XXII. Les opinions théologiques et la croyance religieuse

Si la tolérance des différentes religions a augmenté, il existe un facteur qui a peut-être accru de manière accidentelle l’intolérance, à savoir la disparité croissante entre les croyances des théologiens et celles des laïcs les plus impliqués au sein d’une même confession religieuse. Certains laïcs continuent de suivre littéralement les Écritures, alors que d’autres, moins sûrs de la source orale de ces Écritures, ne continuent pas moins de croire à l’authenticité du message des Écritures, selon leur entendement. Le clergé aussi, pourtant souvent plus proche du croyant laïc ordinaire que ne le sont les spécialistes des religions et les théologiens professionnels, rejette souvent aujourd’hui les dogmes fondamentaux de la foi. Durant les dernières décennies, certains évêques anglicans [des Églises épiscopales] ont ouvertement rejeté des éléments fondamentaux de la foi chrétienne, comme l’immaculée conception, la résurrection du Christ et sa seconde venue. Quelques laïcs de cette même confession en ont été profondément bouleversés et scandalisés. Les théologiens sont allés plus loin, certains d’entre eux remettant même en cause l’existence d’un Être suprême tel qu’il est traditionnellement reconnu par l’Église catholique. Les plus célèbres et distingués des théologiens modernes ont examiné ce courant de pensée. On le retrouve dans les écrits de Dietrich Bonhoeffer et de Paul Tillich, mais ce courant a été exprimé de la façon la plus populaire et la plus influente par J. A. T. Robinson, évêque de Woolwich. En 1963, cet évêque a résumé cette tendance de la pensée chrétienne dans son livre à succès Dieu sans dieu (Honest to God). Il y développe les arguments en faveur d’un abandon de l’idée de Dieu en tant qu’être personnel « omniprésent » et remet en question l’idée du « théisme chrétien ». Il cite Dietrich Bonhoeffer :

« L’homme a appris à venir à bout de toutes les questions importantes sans faire appel à “l’hypothèse de Dieu”. Dans le domaine de la science, de l’éthique et de l’art, Dieu est devenu un sujet sur lequel on ne cherche plus à se pencher. Mais au cours des dernières centaines d’années, il en est devenu de même dans le domaine religieux : le monde sait maintenant très bien se passer de Dieu. » [page 36]

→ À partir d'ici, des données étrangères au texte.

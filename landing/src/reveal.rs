//! Scroll-triggered entrance animations.
//!
//! Sections never talk to the browser's visibility APIs directly. They wrap
//! content in [`Reveal`], which asks the [`Watcher`] from context to call
//! back once when the element first enters the viewport. The CSS classes do
//! the actual animating.

use std::sync::Arc;

use leptos::html;
use leptos::prelude::*;
use wasm_bindgen::JsCast;
use wasm_bindgen::JsValue;
use wasm_bindgen::prelude::Closure;
use web_sys::{Element, IntersectionObserver, IntersectionObserverEntry, IntersectionObserverInit};

use crate::config::{SiteConfig, use_site_config};
use crate::error::{Result, SiteError};

/// Capability to run a callback the first time an element becomes visible.
pub trait ViewportWatcher: Send + Sync {
    /// Arrange for `on_enter` to run at most once, when at least
    /// `threshold` of `target` is inside the viewport.
    fn watch_once(
        &self,
        target: &Element,
        threshold: f64,
        on_enter: Box<dyn FnOnce()>,
    ) -> Result<()>;
}

/// Browser implementation backed by `IntersectionObserver`.
#[derive(Clone, Copy, Debug, Default)]
pub struct IntersectionWatcher;

impl ViewportWatcher for IntersectionWatcher {
    fn watch_once(
        &self,
        target: &Element,
        threshold: f64,
        on_enter: Box<dyn FnOnce()>,
    ) -> Result<()> {
        let mut pending = Some(on_enter);
        let callback = Closure::<dyn FnMut(js_sys::Array, IntersectionObserver)>::new(
            move |entries: js_sys::Array, observer: IntersectionObserver| {
                let entered = entries.iter().any(|entry| {
                    entry
                        .unchecked_into::<IntersectionObserverEntry>()
                        .is_intersecting()
                });
                if !entered {
                    return;
                }
                observer.disconnect();
                if let Some(on_enter) = pending.take() {
                    on_enter();
                }
            },
        );

        let options = IntersectionObserverInit::new();
        options.set_threshold(&JsValue::from_f64(threshold));
        let observer =
            IntersectionObserver::new_with_options(callback.as_ref().unchecked_ref(), &options)
                .map_err(|e| SiteError::observer(&e))?;
        observer.observe(target);

        // Owned by the observer from here on; the page is mounted once and never unmounted.
        callback.forget();
        Ok(())
    }
}

/// Shared handle to the active [`ViewportWatcher`], passed through context.
#[derive(Clone)]
pub struct Watcher(Arc<dyn ViewportWatcher>);

impl Watcher {
    pub fn new(inner: impl ViewportWatcher + 'static) -> Self {
        Self(Arc::new(inner))
    }

    pub fn watch_once(
        &self,
        target: &Element,
        threshold: f64,
        on_enter: Box<dyn FnOnce()>,
    ) -> Result<()> {
        self.0.watch_once(target, threshold, on_enter)
    }
}

impl Default for Watcher {
    fn default() -> Self {
        Self::new(IntersectionWatcher)
    }
}

impl std::fmt::Debug for Watcher {
    fn fmt(&self, f: &mut std::fmt::Formatter<'_>) -> std::fmt::Result {
        f.write_str("Watcher")
    }
}

pub fn use_watcher() -> Watcher {
    use_context::<Watcher>().unwrap_or_default()
}

/// One-way latch: once shown, an element stays shown.
#[derive(Clone, Copy, Debug, Default, PartialEq, Eq)]
pub enum Visibility {
    #[default]
    Hidden,
    Shown,
}

impl Visibility {
    /// Mark as shown. Returns `true` only on the first call.
    pub fn enter(&mut self) -> bool {
        let first = *self == Visibility::Hidden;
        *self = Visibility::Shown;
        first
    }

    pub fn class(self) -> &'static str {
        match self {
            Visibility::Hidden => "is-hidden",
            Visibility::Shown => "is-visible",
        }
    }
}

/// Reveal delay for the `index`-th item of a staggered group.
pub fn stagger_delay_ms(index: usize, config: &SiteConfig) -> u32 {
    u32::try_from(index)
        .unwrap_or(u32::MAX)
        .saturating_mul(config.stagger_ms)
}

/// Inline style carrying the offset and per-index delay.
pub fn reveal_style(index: usize, config: &SiteConfig) -> String {
    format!(
        "--reveal-offset: {}px; transition-delay: {}ms;",
        config.reveal_offset_px,
        stagger_delay_ms(index, config)
    )
}

/// Wrapper that slides its children up and fades them in the first time
/// they scroll into view. Does not replay.
#[component]
pub fn Reveal(
    /// Position within a staggered group
    index: usize,
    #[prop(optional, into)] class: String,
    children: Children,
) -> impl IntoView {
    let config = use_site_config();
    let watcher = use_watcher();
    let visibility = RwSignal::new(Visibility::Hidden);
    let node = NodeRef::<html::Div>::new();
    let threshold = config.reveal_threshold;
    let style = reveal_style(index, &config);

    Effect::new(move |_| {
        let Some(el) = node.get() else {
            return;
        };
        let reveal = move || {
            visibility.update(|v| {
                if v.enter() {
                    tracing::debug!(index, "reveal");
                }
            })
        };
        if let Err(err) = watcher.watch_once(&el, threshold, Box::new(reveal)) {
            tracing::warn!(%err, "viewport watcher unavailable, revealing immediately");
            reveal();
        }
    });

    view! {
        <div
            node_ref=node
            class=move || format!("reveal {} {}", visibility.get().class(), class).trim_end().to_string()
            style=style
        >
            {children()}
        </div>
    }
}

#[cfg(test)]
mod tests {
    use super::*;
    use pretty_assertions::assert_eq;

    #[test]
    fn visibility_latches_once() {
        let mut v = Visibility::default();
        assert_eq!(v, Visibility::Hidden);
        assert!(v.enter());
        assert!(!v.enter());
        assert_eq!(v, Visibility::Shown);
    }

    #[test]
    fn stagger_is_fifty_ms_per_index() {
        let config = SiteConfig::default();
        assert_eq!(stagger_delay_ms(0, &config), 0);
        assert_eq!(stagger_delay_ms(1, &config), 50);
        assert_eq!(stagger_delay_ms(2, &config), 100);
    }

    #[test]
    fn stagger_saturates() {
        let config = SiteConfig::default();
        assert_eq!(stagger_delay_ms(usize::MAX, &config), u32::MAX);
    }

    #[test]
    fn style_starts_twenty_px_below() {
        let style = reveal_style(2, &SiteConfig::default());
        assert_eq!(style, "--reveal-offset: 20px; transition-delay: 100ms;");
    }
}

L’évêque de Woolwich cite aussi Paul Tillich :

« Le nom de la profondeur infinie et inépuisable des êtres et de leur nature est Dieu. Cette profondeur est le sens du mot Dieu. Si ce mot a peu de sens pour vous, traduisez-le et parlez des profondeurs de votre vie, de la source de votre être, de votre préoccupation majeure, de ce que vous prenez au sérieux sans réserve... Celui qui connaît la profondeur connaît Dieu. » [page 22]

L’évêque commente :

« [...] comme il [Tillich] le dit, le théisme est d’ordinaire compris comme “Dieu tel un être parfait, divin, qui préside au monde et à l’humanité” » [page 39] « [...] Je suis convaincu que Paul Tillich a raison de dire que l’objection de l’athéisme à l’encontre d’un être de si haut niveau est appropriée. » [page 41]

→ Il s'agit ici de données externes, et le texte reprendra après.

// Landing page sections, in page order

mod capabilities;
mod contact;
mod footer;
mod header;
mod heps;
mod hero;
mod platforms;

pub use capabilities::Capabilities;
pub use contact::Contact;
pub use footer::{Footer, copyright};
pub use header::Header;
pub use heps::Heps;
pub use hero::Hero;
pub use platforms::Platforms;
use leptos::ev::SubmitEvent;
use leptos::prelude::*;

use crate::components::{Button, ButtonType, Card, Icon};
use crate::content::{Anchor, CONTACT_DETAILS, Glyph};

/// Inquiry form and contact details.
///
/// The form is a placeholder: nothing is sent anywhere. Submission is
/// cancelled so the browser does not navigate or issue a request.
#[component]
pub fn Contact() -> impl IntoView {
    let on_submit = move |ev: SubmitEvent| {
        ev.prevent_default();
        tracing::info!("contact form submitted; no backend is wired, inquiry discarded");
    };

    view! {
        <section id=Anchor::Contact.id() class="section contact">
            <div class="container">
                <div class="section-header section-header-centered">
                    <h2 class="section-title">"Get in Touch"</h2>
                    <p class="section-description">
                        "Tell us about your mission profile and operating environment."
                    </p>
                </div>
                <div class="contact-grid">
                    <Card class="contact-form-card">
                        <form class="contact-form" on:submit=on_submit>
                            <div class="field">
                                <label for="contact-name">"Name"</label>
                                <input id="contact-name" name="name" class="input" placeholder="Jane Doe" />
                            </div>
                            <div class="field-row">
                                <div class="field">
                                    <label for="contact-email">"Email"</label>
                                    <input
                                        id="contact-email"
                                        name="email"
                                        type="email"
                                        class="input"
                                        placeholder="name@company.com"
                                    />
                                </div>
                                <div class="field">
                                    <label for="contact-organization">"Organization"</label>
                                    <input
                                        id="contact-organization"
                                        name="organization"
                                        class="input"
                                        placeholder="Agency / Company"
                                    />
                                </div>
                            </div>
                            <div class="field">
                                <label for="contact-message">"Message"</label>
                                <textarea
                                    id="contact-message"
                                    name="message"
                                    rows="4"
                                    class="input"
                                    placeholder="Mission needs, payloads, environments…"
                                ></textarea>
                            </div>
                            <Button button_type=ButtonType::Submit class="btn-primary">
                                "Send Inquiry"
                            </Button>
                            <p class="fine-print form-disclosure">
                                "This is a static demo form. Wire to your backend or a service like Formspree when deploying."
                            </p>
                        </form>
                    </Card>
                    <div class="contact-aside">
                        <Card class="contact-details">
                            <div class="contact-line">
                                <Icon glyph=Glyph::Mail class="icon-sm" />
                                <span>{CONTACT_DETAILS.email}</span>
                            </div>
                            <div class="contact-line">
                                <Icon glyph=Glyph::Phone class="icon-sm" />
                                <span>{CONTACT_DETAILS.phone}</span>
                            </div>
                            <div class="contact-line">
                                <Icon glyph=Glyph::MapPin class="icon-sm" />
                                <span>{CONTACT_DETAILS.headquarters}</span>
                            </div>
                            <p class="fine-print">"Replace with your real contact details before launch."</p>
                        </Card>
                    </div>
                </div>
            </div>
        </section>
    }
}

« Nous ne pourrons pas plus convaincre les hommes de l’existence d’un Dieu “omniprésent” qu’ils doivent appeler pour mettre leur vie en ordre, que nous ne pourrons les persuader de prendre au sérieux les dieux de l’Olympe. » [page 43] ; « dire que “c’est un Dieu personnel” revient à dire que la personnalité est l’ultime signification de la constitution de l’univers, et que du point de vue des relations interpersonnelles, nous touchons au sens profond de l’existence comme nulle part ailleurs. » [pages 48-49]

En distinguant la réalité et l’existence, comme le font les théologiens, l’évêque affirme que Dieu est ultimement réel, mais qu’il n’existe pas, car son existence supposerait qu’il soit un Être fini dans l’espace et dans le temps, et donc qu’il fasse partie de l’univers.

Si l’idée de l’Être suprême a été remise en question, il en est de même de la compréhension traditionnelle de Jésus. Durant le vingtième siècle, les cercles théologiques ont développé une réinterprétation du Nouveau Testament et de la personne de Jésus. En 1906, Albert Schweitzer publie un ouvrage sous le titre anglais de The Quest of the Historical Jesus, dans lequel il dépeint Jésus tel un prophète juif avec des idées préconçues et en fait une créature de son temps. Une « démystification » plus radicale et plus critique entreprise par Rudolf Bultmann, commencée dans les années 1940, montrait la façon dont les Évangiles reflétaient les mythes prédominants de l’époque où ils furent écrits. Il cherchait à démontrer la faible quantité de concepts figurant dans les Évangiles qui pouvaient être acceptés par l’Homme du vingtième siècle. Il percevait le message du Nouveau Testament transmis à l’humanité comme une philosophie existentialiste allemande : la chrétienté devenait un guide moral pour l’individu, mais il ne la considérait pas crédible pour son enseignement de la création de Dieu et de la gouvernance du monde. Les travaux de Rudolf Bultmann ont soulevé de nouveaux doutes quant à la croyance traditionnelle que Jésus était le fils de Dieu qui s’était fait chair, et ce doute s’est diffusé dans tout l’enseignement christologique de l’Église. Le relativisme historique a trouvé une nouvelle expression dans un ouvrage intitulé The Myth of God Incarnate ( édité par John Hick) publié en 1977, dans lequel de nombreux théologiens anglicans parmi les plus distingués ont remis en question la doctrine chrétienne orthodoxe établie par le Concile de Chalcédoine [451 de notre ère] au sujet de la relation de Dieu avec Jésus. Les théologiens modernes avaient de la peine à croire que Dieu était devenu un homme de la façon dont l’enseignait l’Église les quinze siècles précédents.

Ces différents courants d’arguments théologiques : le rejet mûrement réfléchi du concept d’un Dieu personnel, la renonciation du théisme, la nouvelle emphase mise sur le relativisme de la Bible et la remise en question des concepts de la nature du Christ et de sa relation avec la divinité ont tous contribué à créer une rupture grave entre la compréhension de la chrétienté telle qu’elle a été reçue et la foi de la plupart des croyants laïcs. De cette manière, les opinions, même issues de sources chrétiennes et concernant la nature de la religion, soulèvent maintenant des questions sur les critères implicitement chrétiens avec lesquels la religion a été définie jusqu’alors.